→ WORK INSTRUCTION: Start at the line that contains "let mut addr = base;". Repeat it and each line after it, exactly, up to and including the final line of the data.

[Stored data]
//! Error definitions.
//!
//! The prediction path itself never fails: missing history degrades to "no
//! prediction". Errors only arise at the outer surfaces:
//! 1. **Configuration:** Reading or parsing a JSON configuration file.
//! 2. **Traces:** Reading an access trace or parsing one of its lines.

use std::io;
use std::path::PathBuf;

use thiserror::Error;

/// Failure while loading a prefetcher configuration.
#[derive(Debug, Error)]
pub enum ConfigError {
    /// The configuration file could not be read.
    #[error("failed to read config {path}: {source}")]
    Io {
        /// Path that was being read.
        path: PathBuf,
        /// Underlying I/O error.
        #[source]
        source: io::Error,
    },

    /// The configuration text is not valid JSON for [`GhbConfig`](crate::config::GhbConfig).
    #[error("invalid config: {0}")]
    Parse(#[from] serde_json::Error),
}

/// Failure while reading an access trace.
#[derive(Debug, Error)]
pub enum TraceError {
    /// The trace file could not be read.
    #[error("failed to read trace {path}: {source}")]
    Io {
        /// Path that was being read.
        path: PathBuf,
        /// Underlying I/O error.
        #[source]
        source: io::Error,
    },

    /// A line does not have the `ADDR [PC]` shape.
    #[error("line {line}: expected `ADDR [PC]`, found {found:?}")]
    Malformed {
        /// 1-based line number.
        line: usize,
        /// Offending line content (comment stripped).
        found: String,
    },

    /// A field is not a decimal or `0x` hexadecimal 64-bit value.
    #[error("line {line}: invalid number {token:?}")]
    InvalidNumber {
        /// 1-based line number.
        line: usize,
        /// Token that failed to parse.
        token: String,
    },
}
//! Test Harness.
//!
//! Builders for synthetic access streams and a helper that routes `tracing`
//! output through the test writer so it only shows up for failing tests.

use ghb_core::common::data::{AccessEvent, PrefetchCandidate};
use ghb_core::prefetch::Prefetcher;
use tracing_subscriber::EnvFilter;

/// Installs a test-writer subscriber once per process. Later calls are no-ops.
pub fn init_tracing() {
    let _ = tracing_subscriber::fmt()
        .with_env_filter(EnvFilter::from_default_env())
        .with_test_writer()
        .try_init();
}

/// `count` accesses from `base` in steps of `stride` bytes, all issued by `pc`.
pub fn strided(base: u64, stride: i64, count: usize, pc: Option<u64>) -> Vec<AccessEvent> {
    (0..count as i64)
        .map(|k| AccessEvent {
            addr: base.wrapping_add_signed(stride * k),
            pc,
        })
        .collect()
}

/// Accesses that apply `deltas` cyclically starting at `base`, all issued by `pc`.
///
/// Yields `count` accesses; the first is `base` itself.
pub fn cyclic(base: u64, deltas: &[i64], count: usize, pc: Option<u64>) -> Vec<AccessEvent> {
    let mut addr = base;
    let mut out = Vec::with_capacity(count);
    for i in 0..count {
        if i > 0 {
            addr = addr.wrapping_add_signed(deltas[(i - 1) % deltas.len()]);
        }
        out.push(AccessEvent { addr, pc });
    }
    out
}

/// Feeds every access to `prefetcher` and collects the candidate addresses per access.
pub fn drive<P: Prefetcher + ?Sized>(prefetcher: &mut P, accesses: &[AccessEvent]) -> Vec<Vec<u64>> {
    accesses
        .iter()
        .map(|access| addrs(&prefetcher.observe(access)))
        .collect()
}

/// Candidate addresses in issue order.
pub fn addrs(candidates: &[PrefetchCandidate]) -> Vec<u64> {
    candidates.iter().map(|c| c.addr).collect()
}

→ ANSWER TO THIS EXERCISE:
    let mut addr = base;
    let mut out = Vec::with_capacity(count);
    for i in 0..count {
        if i > 0 {
            addr = addr.wrapping_add_signed(deltas[(i - 1) % deltas.len()]);
        }
        out.push(AccessEvent { addr, pc });
    }
    out
}

/// Feeds every access to `prefetcher` and collects the candidate addresses per access.
pub fn drive<P: Prefetcher + ?Sized>(prefetcher: &mut P, accesses: &[AccessEvent]) -> Vec<Vec<u64>> {
    accesses
        .iter()
        .map(|access| addrs(&prefetcher.observe(access)))
        .collect()
}

/// Candidate addresses in issue order.
pub fn addrs(candidates: &[PrefetchCandidate]) -> Vec<u64> {
    candidates.iter().map(|c| c.addr).collect()
}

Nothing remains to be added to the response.